Prévue le 30 août 2015, l’élection des gouverneurs et des vice-gouverneurs de provinces est reportée au 10octobre 2015. La date limite pour le dépôt des candidatures est quant à elle prolongée au 21 août prochain. Justifiant le réaménagement du calendrier de ce scrutin, la Ceni a mis en exergue le nombre incroyablement bas des candidatures enregistrées à la date limite d’hier mardi 2 juillet. En effet, sur plus de 90 formulaires retirés par les différents prétendants dont une cinquantaine par les partis et regroupements politiques, seuls six formulaires ont été déposés.
On croirait que ces postes des plus stratégiques et juteux n’attireraient pas les acteurs politiques.

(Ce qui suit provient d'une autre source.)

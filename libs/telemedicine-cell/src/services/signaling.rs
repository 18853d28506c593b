// libs/telemedicine-cell/src/services/signaling.rs
use std::fmt;
use std::sync::atomic::{AtomicBool, Ordering};
use std::sync::{Arc, Mutex, OnceLock, PoisonError, RwLock};
use std::time::Duration;

use regex::Regex;
use serde::Serialize;
use serde_json::Value;
use tokio::time::timeout;
use tracing::{debug, info, instrument, trace, warn};
use uuid::Uuid;

use shared_config::AppConfig;

use crate::error::TelemedicineError;
use crate::models::{ChatMessage, EnvelopeKind, SignalEnvelope};
use crate::services::transport::{EnvelopeSink, RealtimeTransport, SubscriptionId};

pub type EnvelopeHandler = Arc<dyn Fn(&SignalEnvelope) + Send + Sync>;

/// Returned by `SignalingChannel::on`; pass it to `off` to deregister.
#[derive(Debug, Clone, Copy, PartialEq, Eq, Hash)]
pub struct HandlerToken(u64);

#[derive(Debug, Clone, Copy, PartialEq, Eq, Serialize)]
#[serde(rename_all = "snake_case")]
pub enum ChannelState {
    Idle,
    Connecting,
    Connected,
    Disconnected,
}

pub fn validate_room_id(room_id: &str) -> Result<(), TelemedicineError> {
    static ROOM_ID: OnceLock<Option<Regex>> = OnceLock::new();
    let pattern = ROOM_ID.get_or_init(|| Regex::new(r"^[A-Za-z0-9_-]{1,128}$").ok());

    let valid = pattern.as_ref().is_some_and(|regex| regex.is_match(room_id));

    if valid {
        Ok(())
    } else {
        Err(TelemedicineError::ValidationError(format!(
            "Invalid room id '{}': expected 1-128 characters of [A-Za-z0-9_-]",
            room_id
        )))
    }
}

#[derive(Default)]
struct HandlerRegistry {
    next_token: u64,
    handlers: Vec<(HandlerToken, EnvelopeKind, EnvelopeHandler)>,
}

impl HandlerRegistry {
    fn snapshot(&self, kind: EnvelopeKind) -> Vec<EnvelopeHandler> {
        self.handlers
            .iter()
            .filter(|(_, k, _)| *k == kind)
            .map(|(_, _, h)| Arc::clone(h))
            .collect()
    }
}

// Puts the link back to `Idle` if a `connect` future is dropped while subscribing.
struct PendingConnect<'a> {
    link: &'a Mutex<Link>,
}

impl PendingConnect<'_> {
    fn settle(self) {
        std::mem::forget(self);
    }
}

impl Drop for PendingConnect<'_> {
    fn drop(&mut self) {
        let mut link = self.link.lock().unwrap_or_else(PoisonError::into_inner);
        if matches!(*link, Link::Connecting { .. }) {
            debug!("Connect abandoned while subscribing, back to idle");
            *link = Link::Idle;
        }
    }
}

enum Link {
    Idle,
    Connecting { room_id: String },
    Connected { room_id: String, subscription: SubscriptionId },
    Disconnected,
}

impl Link {
    fn state(&self) -> ChannelState {
        match self {
            Link::Idle => ChannelState::Idle,
            Link::Connecting { .. } => ChannelState::Connecting,
            Link::Connected { .. } => ChannelState::Connected,
            Link::Disconnected => ChannelState::Disconnected,
        }
    }
}

/// Bridges one room of a realtime transport to typed `signal` and `chat` streams.
///
/// Lifecycle is `Idle -> Connecting -> Connected -> Disconnected`. A failed or
/// timed-out subscribe returns the channel to `Idle`; `Disconnected` is terminal.
/// Envelopes reach only the handlers registered when they are delivered; nothing
/// is buffered for handlers registered later.
pub struct SignalingChannel {
    transport: Arc<dyn RealtimeTransport>,
    instance_id: Uuid,
    participant_id: String,
    connect_timeout: Duration,
    // Serializes connect/disconnect; never held by senders.
    lifecycle: tokio::sync::Mutex<()>,
    link: Mutex<Link>,
    closed: Arc<AtomicBool>,
    handlers: Arc<RwLock<HandlerRegistry>>,
}

impl fmt::Debug for SignalingChannel {
    fn fmt(&self, f: &mut fmt::Formatter<'_>) -> fmt::Result {
        f.debug_struct("SignalingChannel")
            .field("instance_id", &self.instance_id)
            .field("participant_id", &self.participant_id)
            .field("state", &self.state())
            .field("room_id", &self.room_id())
            .finish()
    }
}

impl SignalingChannel {
    pub fn new(transport: Arc<dyn RealtimeTransport>, participant_id: impl Into<String>) -> Self {
        Self {
            transport,
            instance_id: Uuid::new_v4(),
            participant_id: participant_id.into(),
            connect_timeout: AppConfig::default().connect_timeout(),
            lifecycle: tokio::sync::Mutex::new(()),
            link: Mutex::new(Link::Idle),
            closed: Arc::new(AtomicBool::new(false)),
            handlers: Arc::new(RwLock::new(HandlerRegistry::default())),
        }
    }

    pub fn from_config(
        transport: Arc<dyn RealtimeTransport>,
        participant_id: impl Into<String>,
        config: &AppConfig,
    ) -> Self {
        Self::new(transport, participant_id).with_connect_timeout(config.connect_timeout())
    }

    pub fn with_connect_timeout(mut self, connect_timeout: Duration) -> Self {
        self.connect_timeout = connect_timeout;
        self
    }

    pub fn participant_id(&self) -> &str {
        &self.participant_id
    }

    /// Stamped on every outgoing envelope as its `origin`.
    pub fn instance_id(&self) -> Uuid {
        self.instance_id
    }

    pub fn state(&self) -> ChannelState {
        self.link.lock().unwrap_or_else(PoisonError::into_inner).state()
    }

    pub fn room_id(&self) -> Option<String> {
        match &*self.link.lock().unwrap_or_else(PoisonError::into_inner) {
            Link::Connecting { room_id } | Link::Connected { room_id, .. } => Some(room_id.clone()),
            Link::Idle | Link::Disconnected => None,
        }
    }

    fn set_link(&self, link: Link) {
        *self.link.lock().unwrap_or_else(PoisonError::into_inner) = link;
    }

    // ==============================================================================
    // HANDLER REGISTRATION
    // ==============================================================================

    pub fn on<F>(&self, kind: EnvelopeKind, handler: F) -> HandlerToken
    where
        F: Fn(&SignalEnvelope) + Send + Sync + 'static,
    {
        let mut registry = self.handlers.write().unwrap_or_else(PoisonError::into_inner);
        registry.next_token += 1;
        let token = HandlerToken(registry.next_token);
        registry.handlers.push((token, kind, Arc::new(handler)));
        token
    }

    /// Registers a handler receiving the opaque payload of each `signal` envelope.
    pub fn on_signal<F>(&self, handler: F) -> HandlerToken
    where
        F: Fn(&Value) + Send + Sync + 'static,
    {
        self.on(EnvelopeKind::Signal, move |envelope| handler(&envelope.payload))
    }

    /// Registers a handler receiving each decoded chat message.
    pub fn on_chat<F>(&self, handler: F) -> HandlerToken
    where
        F: Fn(&ChatMessage) + Send + Sync + 'static,
    {
        self.on(EnvelopeKind::Chat, move |envelope| match envelope.chat_message() {
            Some(message) => handler(&message),
            None => warn!("Dropping chat envelope with malformed payload"),
        })
    }

    pub fn off(&self, token: HandlerToken) -> bool {
        let mut registry = self.handlers.write().unwrap_or_else(PoisonError::into_inner);
        let before = registry.handlers.len();
        registry.handlers.retain(|(t, _, _)| *t != token);
        registry.handlers.len() != before
    }

    pub fn handler_count(&self, kind: EnvelopeKind) -> usize {
        self.handlers
            .read()
            .unwrap_or_else(PoisonError::into_inner)
            .handlers
            .iter()
            .filter(|(_, k, _)| *k == kind)
            .count()
    }

    fn dispatch_sink(&self) -> EnvelopeSink {
        let handlers = Arc::clone(&self.handlers);
        let closed = Arc::clone(&self.closed);
        let own_id = self.instance_id;

        Arc::new(move |envelope: SignalEnvelope| {
            if closed.load(Ordering::Acquire) {
                return;
            }
            // The transport echoes our own broadcasts back to us.
            if envelope.origin == Some(own_id) {
                trace!("Ignoring self-originated {} envelope", envelope.kind);
                return;
            }

            let targets = handlers
                .read()
                .unwrap_or_else(PoisonError::into_inner)
                .snapshot(envelope.kind);

            if targets.is_empty() {
                trace!("No {} handler registered, envelope dropped", envelope.kind);
            }
            for handler in targets {
                handler(&envelope);
            }
        })
    }

    // ==============================================================================
    // LIFECYCLE
    // ==============================================================================

    /// Subscribes to `room_id`. Calling it again for the same room is a no-op.
    #[instrument(skip(self), fields(participant = %self.participant_id))]
    pub async fn connect(&self, room_id: &str) -> Result<(), TelemedicineError> {
        validate_room_id(room_id)?;
        let _guard = self.lifecycle.lock().await;

        match &*self.link.lock().unwrap_or_else(PoisonError::into_inner) {
            Link::Connected { room_id: connected, .. } if connected == room_id => {
                debug!("Already connected to room {}", room_id);
                return Ok(());
            }
            Link::Connected { room_id: connected, .. } => {
                return Err(TelemedicineError::RoomMismatch {
                    connected: connected.clone(),
                    requested: room_id.to_string(),
                });
            }
            Link::Disconnected => return Err(TelemedicineError::ChannelClosed),
            Link::Idle | Link::Connecting { .. } => {}
        }

        self.set_link(Link::Connecting {
            room_id: room_id.to_string(),
        });
        let pending = PendingConnect { link: &self.link };

        let subscribe = self.transport.subscribe(room_id, self.dispatch_sink());
        let outcome = timeout(self.connect_timeout, subscribe).await;
        pending.settle();

        match outcome {
            Ok(Ok(subscription)) => {
                self.set_link(Link::Connected {
                    room_id: room_id.to_string(),
                    subscription,
                });
                info!("Connected to room {} (subscription {})", room_id, subscription);
                Ok(())
            }
            Ok(Err(e)) => {
                self.set_link(Link::Idle);
                warn!("Subscribe to room {} failed: {}", room_id, e);
                Err(TelemedicineError::SubscribeFailed {
                    room_id: room_id.to_string(),
                    message: e.to_string(),
                })
            }
            Err(_) => {
                self.set_link(Link::Idle);
                warn!(
                    "Subscribe to room {} timed out after {:?}",
                    room_id, self.connect_timeout
                );
                Err(TelemedicineError::ConnectTimeout {
                    room_id: room_id.to_string(),
                    timeout_secs: self.connect_timeout.as_secs(),
                })
            }
        }
    }

    /// Unsubscribes. No-op when never connected or already disconnected.
    #[instrument(skip(self), fields(participant = %self.participant_id))]
    pub async fn disconnect(&self) {
        let _guard = self.lifecycle.lock().await;

        let previous = {
            let mut link = self.link.lock().unwrap_or_else(PoisonError::into_inner);
            match &*link {
                Link::Connected { .. } => std::mem::replace(&mut *link, Link::Disconnected),
                _ => {
                    debug!("Disconnect on a channel that is not connected, ignoring");
                    return;
                }
            }
        };

        self.closed.store(true, Ordering::Release);

        if let Link::Connected { room_id, subscription } = previous {
            if let Err(e) = self.transport.unsubscribe(subscription).await {
                warn!("Failed to unsubscribe {} from room {}: {}", subscription, room_id, e);
            }
            info!("Disconnected from room {}", room_id);
        }
    }

    // ==============================================================================
    // SENDING
    // ==============================================================================

    pub async fn send_signal(&self, payload: Value) -> Result<(), TelemedicineError> {
        self.send(SignalEnvelope::signal(payload)).await
    }

    pub async fn send_chat(&self, message: ChatMessage) -> Result<(), TelemedicineError> {
        self.ensure_open()?;
        let envelope = SignalEnvelope::chat(&message).map_err(|e| TelemedicineError::SendFailed {
            kind: EnvelopeKind::Chat,
            message: e.to_string(),
        })?;
        self.send(envelope).await
    }

    fn ensure_open(&self) -> Result<String, TelemedicineError> {
        match &*self.link.lock().unwrap_or_else(PoisonError::into_inner) {
            Link::Connected { room_id, .. } => Ok(room_id.clone()),
            _ => Err(TelemedicineError::ChannelClosed),
        }
    }

    async fn send(&self, envelope: SignalEnvelope) -> Result<(), TelemedicineError> {
        let room_id = self.ensure_open()?;
        let kind = envelope.kind;
        let envelope = envelope
            .with_sender(self.participant_id.clone())
            .with_origin(self.instance_id);

        self.transport
            .broadcast(&room_id, envelope)
            .await
            .map_err(|e| {
                warn!("Broadcast of {} envelope to room {} failed: {}", kind, room_id, e);
                TelemedicineError::SendFailed {
                    kind,
                    message: e.to_string(),
                }
            })
    }
}
// libs/telemedicine-cell/src/services/eligibility.rs
use chrono::{Local, NaiveDate, NaiveDateTime, NaiveTime};

use crate::models::{Consultation, EligibilityReport};

/// How early a participant may enter before the scheduled start.
pub const JOIN_EARLY_MINUTES: i64 = 15;
/// How long after the scheduled start entry is still allowed.
pub const JOIN_LATE_MINUTES: i64 = 30;

const SECONDS_PER_HOUR: i64 = 60 * 60;
const SECONDS_PER_DAY: i64 = 24 * SECONDS_PER_HOUR;

/// Source of the local wall-clock time consultations are scheduled in.
pub trait Clock: Send + Sync {
    fn now(&self) -> NaiveDateTime;
}

#[derive(Debug, Clone, Copy, Default)]
pub struct SystemClock;

impl Clock for SystemClock {
    fn now(&self) -> NaiveDateTime {
        Local::now().naive_local()
    }
}

#[derive(Debug, Clone, Copy)]
pub struct FixedClock(pub NaiveDateTime);

impl Clock for FixedClock {
    fn now(&self) -> NaiveDateTime {
        self.0
    }
}

/// Join-window predicates evaluated against one captured instant.
#[derive(Debug, Clone, Copy)]
pub struct EligibilityEvaluator {
    now: NaiveDateTime,
}

impl EligibilityEvaluator {
    pub fn at(now: NaiveDateTime) -> Self {
        Self { now }
    }

    pub fn from_clock(clock: &dyn Clock) -> Self {
        Self::at(clock.now())
    }

    pub fn now(&self) -> NaiveDateTime {
        self.now
    }

    pub fn is_today(&self, date: NaiveDate) -> bool {
        date == self.now.date()
    }

    /// Whole minutes from now until `date` `time`, floored. Negative once started.
    pub fn minutes_until(&self, date: NaiveDate, time: NaiveTime) -> i64 {
        self.seconds_until(date, time).div_euclid(60)
    }

    pub fn can_join(&self, date: NaiveDate, time: NaiveTime) -> bool {
        self.is_today(date)
            && (-JOIN_LATE_MINUTES..=JOIN_EARLY_MINUTES).contains(&self.minutes_until(date, time))
    }

    pub fn format_relative(&self, date: NaiveDate, time: NaiveTime) -> String {
        let seconds = self.seconds_until(date, time);

        if seconds < 0 {
            return "Past".to_string();
        }

        if seconds > SECONDS_PER_DAY {
            plural(seconds / SECONDS_PER_DAY, "day")
        } else if seconds >= SECONDS_PER_HOUR {
            plural(seconds / SECONDS_PER_HOUR, "hour")
        } else {
            plural(seconds / 60, "minute")
        }
    }

    /// `is_now` override or inside the join window.
    pub fn is_joinable(&self, consultation: &Consultation) -> bool {
        consultation.is_now
            || self.can_join(consultation.scheduled_date, consultation.scheduled_time)
    }

    pub fn report(&self, consultation: &Consultation) -> EligibilityReport {
        let (date, time) = (consultation.scheduled_date, consultation.scheduled_time);
        let can_join = self.can_join(date, time);

        EligibilityReport {
            consultation_id: consultation.id,
            is_today: self.is_today(date),
            minutes_until: self.minutes_until(date, time),
            can_join,
            is_now: consultation.is_now,
            joinable: consultation.is_now || can_join,
            relative_time: self.format_relative(date, time),
        }
    }

    fn seconds_until(&self, date: NaiveDate, time: NaiveTime) -> i64 {
        (date.and_time(time) - self.now).num_seconds()
    }
}

fn plural(count: i64, unit: &str) -> String {
    if count == 1 {
        format!("1 {} away", unit)
    } else {
        format!("{} {}s away", count, unit)
    }
}

#[cfg(test)]
mod tests {
    use super::*;

    fn noon() -> NaiveDateTime {
        NaiveDate::from_ymd_opt(2025, 3, 10)
            .unwrap()
            .and_hms_opt(12, 0, 0)
            .unwrap()
    }

    #[test]
    fn test_minutes_until_floors_partial_minutes() {
        let evaluator = EligibilityEvaluator::at(noon());
        let date = noon().date();

        assert_eq!(evaluator.minutes_until(date, NaiveTime::from_hms_opt(12, 0, 30).unwrap()), 0);
        assert_eq!(evaluator.minutes_until(date, NaiveTime::from_hms_opt(11, 59, 30).unwrap()), -1);
        assert_eq!(evaluator.minutes_until(date, NaiveTime::from_hms_opt(12, 10, 0).unwrap()), 10);
    }

    #[test]
    fn test_fixed_clock() {
        let evaluator = EligibilityEvaluator::from_clock(&FixedClock(noon()));
        assert_eq!(evaluator.now(), noon());
        assert!(evaluator.is_today(noon().date()));
        assert!(!evaluator.is_today(noon().date().succ_opt().unwrap()));
    }

    #[test]
    fn test_exactly_one_day_is_reported_in_hours() {
        let evaluator = EligibilityEvaluator::at(noon());
        let tomorrow = noon().date().succ_opt().unwrap();
        assert_eq!(evaluator.format_relative(tomorrow, noon().time()), "24 hours away");
    }
}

L’annonce de ce deuxième report des élections des gouverneurs et vice-gouverneurs des 15 nouvelles provinces issues du découpage après la mise en veilleuse par la Ceni du calendrier publié par le vice premier ministre en charge de l’intérieur, Evariste Boshab, a surpris plus d’un observateur. La prolongation va jusqu’à moins de trois semaines des élections prochaines provinciales prévues, elles, le 25 octobre 2015, dont les assemblées provinciales éliront de nouveaux gouverneurs (définitifs) trois mois après. Il ne faut pas porter des lunettes pour s’apercevoir que des divergences persisteraient encore au sein de la Majorité présidentielle pour la tenue de ce scrutin des “gouverneurs de provinces intérimaires”.
Des sources rapportent, en effet, que certains faucons de la MP entreprendraient des démarches pour convaincre le Chef de l’Etat de nommer les gouverneurs intérimaires à la tète de ces 15 nouvelles provinces au lieu de les faire élire par les actuelles assemblées provinciales, ce qui constituerait une grave violation de la constitution. D’autres dignitaires de la MP proposeraient la nomination des hauts fonctionnaires pour assurer les fonctions des gouverneurs dans ces nouvelles provinces. D’où la cacophonie observée sur cette question entre le gouvernement et la Ceni et les fortes pressions exercées sur les dirigeants de la centrale électorale pour ne pas tenir ce scrutin.
La question mérite qu’on s’y attarde en interrogeant la loi. Le président de la République, au regard de la loi, est-il habilité à nommer un gouverneur de province ? Un juriste interrogé est formel à ce sujet. Il conseille vivement aux faucons de la MP qui tentent de monter ce coup politique d’y renoncer. Puisant dans la constitution et dans les lois, il ne voit aucune possibilité pour une nomination des gouverneurs de provinces évoquant, le principe de la libre administration des provinces garanti par la constitution (articles 3, 195 et 198 de la constitution et la loi n° 08/12 du 13 juillet 2008 portant principes fondamentaux relatifs à la libre administration des provinces.)
Interprétant ces dispositions constitutionnelles et légales, il soutient qu’en provinces, seuls l’assemblée provinciale et le gouvernement provincial exercent le pouvoir d’état et sont habilités à définir et à conduire les politiques publiques et les matières dévolues par la constitution aux provinces. Ces institutions provinciales, ajoute-t-il, ne peuvent être composées et fonctionner que selon les modalités et les règles définies par la constitution et la loi portant libre administration des provinces.
Catégorique, notre interlocuteur affirme qu’il ne peut être institué aucun organe législatif ou exécutif provincial de toutes autres natures et statut que ceux prévus par la constitution et la loi sur la libre administration des provinces. Il ajoute qu’à l’instar des députés provinciaux qui les élisent, les gouverneurs et les vice-gouverneurs ne peuvent être que les élus en vertu de l’article 198 alinéa 2 de la constitution. Les gouverneurs et les vice-gouverneurs sont des cadres politiques et non des fonctionnaires. “Le constituant et le législateur congolais n’ont prévu aucune possibilité de nomination des gouverneurs et vice-gouverneurs bu de leur remplacement, même à titre intérimaire par des fonctionnaires”, tranche-t-il.
De même, précise ce bouillant juriste, spécialiste en droit constitutionnel, l’ordonnance d’investiture des gouverneurs et des vice- gouverneurs par le président de la République ne peut valoir leur élection ni la remplacer. Elle ne consacre que l’entrée en fonction du gouverneur et de son adjoint. Bien plus, dit-il, en se référant des dispositions de l’article 81 de la constitution, les gouverneurs et les vice-gouverneurs ne figurent pas dans les catégories des agents publics relevant de la nomination du pr4sident de la République.
Dans l’actuel climat politique du pays déjà tendu, la MP n’a aucun intérêt d’envenimer la crise politique qui profile à l’horizon sur cette question de l’élection des Gouverneurs, alors qu’elle a toutes les chances de remporter ce scrutin dans la grande majorité de nouvelles provinces.